> **WHAT THE TASK REQUIRES**:
Print out the entries that follow exactly, missing none.

> **PROVIDED DATA**:

◆ ◆ ◆ ◆

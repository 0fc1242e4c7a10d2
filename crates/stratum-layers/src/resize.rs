#![forbid(unsafe_code)]

//! Resize commands.
//!
//! Sizes are owned by the base data layer and keyed by **position** in its
//! frame: a resized width follows the column as the stack scrolls, but not
//! as it reorders. That is the documented sizing policy, not an accident.
//! Resize commands therefore descend the stack converting their positions
//! until they reach the data layer.

use std::any::Any;

use crate::command::{LayerCommand, convert_column_coordinate, convert_row_coordinate};
use crate::coordinate::{ColumnPositionCoordinate, LayerId, RowPositionCoordinate};
use crate::layer::Layer;

/// Set one column's width.
#[derive(Debug, Clone)]
pub struct ColumnResizeCommand {
    pub coordinate: ColumnPositionCoordinate,
    pub new_width: u32,
}

impl ColumnResizeCommand {
    pub fn new(layer: LayerId, position: usize, new_width: u32) -> Self {
        Self {
            coordinate: ColumnPositionCoordinate::new(layer, position),
            new_width,
        }
    }
}

impl LayerCommand for ColumnResizeCommand {
    fn convert_to_target_layer(&mut self, source: &dyn Layer, target: &dyn Layer) -> bool {
        convert_column_coordinate(&mut self.coordinate, source, target)
    }

    fn clone_command(&self) -> Box<dyn LayerCommand> {
        Box::new(self.clone())
    }

    fn as_any(&self) -> &dyn Any {
        self
    }
}

/// Set one row's height.
#[derive(Debug, Clone)]
pub struct RowResizeCommand {
    pub coordinate: RowPositionCoordinate,
    pub new_height: u32,
}

impl RowResizeCommand {
    pub fn new(layer: LayerId, position: usize, new_height: u32) -> Self {
        Self {
            coordinate: RowPositionCoordinate::new(layer, position),
            new_height,
        }
    }
}

impl LayerCommand for RowResizeCommand {
    fn convert_to_target_layer(&mut self, source: &dyn Layer, target: &dyn Layer) -> bool {
        convert_row_coordinate(&mut self.coordinate, source, target)
    }

    fn clone_command(&self) -> Box<dyn LayerCommand> {
        Box::new(self.clone())
    }

    fn as_any(&self) -> &dyn Any {
        self
    }
}

/// Set several column widths at once, either per-position or one common
/// width for all of them.
///
/// After the command has been converted into another layer's frame,
/// [`column_width`](Self::column_width) answers for positions in the *new*
/// frame; querying with a stale or foreign position yields `None`.
#[derive(Debug, Clone)]
pub struct MultiColumnResizeCommand {
    entries: Vec<(ColumnPositionCoordinate, u32)>,
}

impl MultiColumnResizeCommand {
    /// Parallel positions and widths. Lengths must match; extra entries on
    /// either side are ignored.
    pub fn new(layer: LayerId, positions: &[usize], widths: &[u32]) -> Self {
        Self {
            entries: positions
                .iter()
                .zip(widths)
                .map(|(&p, &w)| (ColumnPositionCoordinate::new(layer, p), w))
                .collect(),
        }
    }

    /// One common width for every given position.
    pub fn with_common_width(layer: LayerId, positions: &[usize], width: u32) -> Self {
        Self {
            entries: positions
                .iter()
                .map(|&p| (ColumnPositionCoordinate::new(layer, p), width))
                .collect(),
        }
    }

    /// The width configured for `position` in the command's current frame.
    pub fn column_width(&self, position: usize) -> Option<u32> {
        self.entries
            .iter()
            .find(|(coordinate, _)| coordinate.position == position)
            .map(|&(_, width)| width)
    }

    /// Positions carried by the command, in its current frame.
    pub fn positions(&self) -> impl Iterator<Item = usize> + '_ {
        self.entries.iter().map(|(coordinate, _)| coordinate.position)
    }

    /// Coordinate/width pairs, in the command's current frame.
    pub fn entries(&self) -> impl Iterator<Item = (ColumnPositionCoordinate, u32)> + '_ {
        self.entries.iter().copied()
    }
}

impl LayerCommand for MultiColumnResizeCommand {
    fn convert_to_target_layer(&mut self, source: &dyn Layer, target: &dyn Layer) -> bool {
        // All-or-nothing: leave the command untouched unless every
        // coordinate is representable in the target frame.
        let mut converted = self.entries.clone();
        for (coordinate, _) in &mut converted {
            if !convert_column_coordinate(coordinate, source, target) {
                return false;
            }
        }
        self.entries = converted;
        true
    }

    fn clone_command(&self) -> Box<dyn LayerCommand> {
        Box::new(self.clone())
    }

    fn as_any(&self) -> &dyn Any {
        self
    }
}

#[cfg(test)]
mod tests {
    use super::MultiColumnResizeCommand;
    use crate::coordinate::LayerId;

    #[test]
    fn width_lookup_by_position() {
        let layer = LayerId::next();
        let command = MultiColumnResizeCommand::new(layer, &[2, 5], &[120, 80]);
        assert_eq!(command.column_width(2), Some(120));
        assert_eq!(command.column_width(5), Some(80));
        assert_eq!(command.column_width(3), None);
    }

    #[test]
    fn common_width_applies_to_all_positions() {
        let layer = LayerId::next();
        let command = MultiColumnResizeCommand::with_common_width(layer, &[1, 4, 6], 90);
        for p in [1, 4, 6] {
            assert_eq!(command.column_width(p), Some(90));
        }
        assert_eq!(command.column_width(0), None);
    }
}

◆ ◆ ◆ ◆

> **ANSWER SECTION**:
repository 0fc1242e4c7a10d2
filename crates/stratum-layers/src/resize.rs
#![forbid(unsafe_code)]

//! Resize commands.
//!
//! Sizes are owned by the base data layer and keyed by **position** in its
//! frame: a resized width follows the column as the stack scrolls, but not
//! as it reorders. That is the documented sizing policy, not an accident.
//! Resize commands therefore descend the stack converting their positions
//! until they reach the data layer.

use std::any::Any;

use crate::command::{LayerCommand, convert_column_coordinate, convert_row_coordinate};
use crate::coordinate::{ColumnPositionCoordinate, LayerId, RowPositionCoordinate};
use crate::layer::Layer;

/// Set one column's width.
#[derive(Debug, Clone)]
pub struct ColumnResizeCommand {
    pub coordinate: ColumnPositionCoordinate,
    pub new_width: u32,
}

impl ColumnResizeCommand {
    pub fn new(layer: LayerId, position: usize, new_width: u32) -> Self {
        Self {
            coordinate: ColumnPositionCoordinate::new(layer, position),
            new_width,
        }
    }
}

impl LayerCommand for ColumnResizeCommand {
    fn convert_to_target_layer(&mut self, source: &dyn Layer, target: &dyn Layer) -> bool {
        convert_column_coordinate(&mut self.coordinate, source, target)
    }

    fn clone_command(&self) -> Box<dyn LayerCommand> {
        Box::new(self.clone())
    }

    fn as_any(&self) -> &dyn Any {
        self
    }
}

/// Set one row's height.
#[derive(Debug, Clone)]
pub struct RowResizeCommand {
    pub coordinate: RowPositionCoordinate,
    pub new_height: u32,
}

impl RowResizeCommand {
    pub fn new(layer: LayerId, position: usize, new_height: u32) -> Self {
        Self {
            coordinate: RowPositionCoordinate::new(layer, position),
            new_height,
        }
    }
}

impl LayerCommand for RowResizeCommand {
    fn convert_to_target_layer(&mut self, source: &dyn Layer, target: &dyn Layer) -> bool {
        convert_row_coordinate(&mut self.coordinate, source, target)
    }

    fn clone_command(&self) -> Box<dyn LayerCommand> {
        Box::new(self.clone())
    }

    fn as_any(&self) -> &dyn Any {
        self
    }
}

/// Set several column widths at once, either per-position or one common
/// width for all of them.
///
/// After the command has been converted into another layer's frame,
/// [`column_width`](Self::column_width) answers for positions in the *new*
/// frame; querying with a stale or foreign position yields `None`.
#[derive(Debug, Clone)]
pub struct MultiColumnResizeCommand {
    entries: Vec<(ColumnPositionCoordinate, u32)>,
}

impl MultiColumnResizeCommand {
    /// Parallel positions and widths. Lengths must match; extra entries on
    /// either side are ignored.
    pub fn new(layer: LayerId, positions: &[usize], widths: &[u32]) -> Self {
        Self {
            entries: positions
                .iter()
                .zip(widths)
                .map(|(&p, &w)| (ColumnPositionCoordinate::new(layer, p), w))
                .collect(),
        }
    }

    /// One common width for every given position.
    pub fn with_common_width(layer: LayerId, positions: &[usize], width: u32) -> Self {
        Self {
            entries: positions
                .iter()
                .map(|&p| (ColumnPositionCoordinate::new(layer, p), width))
                .collect(),
        }
    }

    /// The width configured for `position` in the command's current frame.
    pub fn column_width(&self, position: usize) -> Option<u32> {
        self.entries
            .iter()
            .find(|(coordinate, _)| coordinate.position == position)
            .map(|&(_, width)| width)
    }

    /// Positions carried by the command, in its current frame.
    pub fn positions(&self) -> impl Iterator<Item = usize> + '_ {
        self.entries.iter().map(|(coordinate, _)| coordinate.position)
    }

    /// Coordinate/width pairs, in the command's current frame.
    pub fn entries(&self) -> impl Iterator<Item = (ColumnPositionCoordinate, u32)> + '_ {
        self.entries.iter().copied()
    }
}

impl LayerCommand for MultiColumnResizeCommand {
    fn convert_to_target_layer(&mut self, source: &dyn Layer, target: &dyn Layer) -> bool {
        // All-or-nothing: leave the command untouched unless every
        // coordinate is representable in the target frame.
        let mut converted = self.entries.clone();
        for (coordinate, _) in &mut converted {
            if !convert_column_coordinate(coordinate, source, target) {
                return false;
            }
        }
        self.entries = converted;
        true
    }

    fn clone_command(&self) -> Box<dyn LayerCommand> {
        Box::new(self.clone())
    }

    fn as_any(&self) -> &dyn Any {
        self
    }
}

#[cfg(test)]
mod tests {
    use super::MultiColumnResizeCommand;
    use crate::coordinate::LayerId;

    #[test]
    fn width_lookup_by_position() {
        let layer = LayerId::next();
        let command = MultiColumnResizeCommand::new(layer, &[2, 5], &[120, 80]);
        assert_eq!(command.column_width(2), Some(120));
        assert_eq!(command.column_width(5), Some(80));
        assert_eq!(command.column_width(3), None);
    }

    #[test]
    fn common_width_applies_to_all_positions() {
        let layer = LayerId::next();
        let command = MultiColumnResizeCommand::with_common_width(layer, &[1, 4, 6], 90);
        for p in [1, 4, 6] {
            assert_eq!(command.column_width(p), Some(90));
        }
        assert_eq!(command.column_width(0), None);
    }
}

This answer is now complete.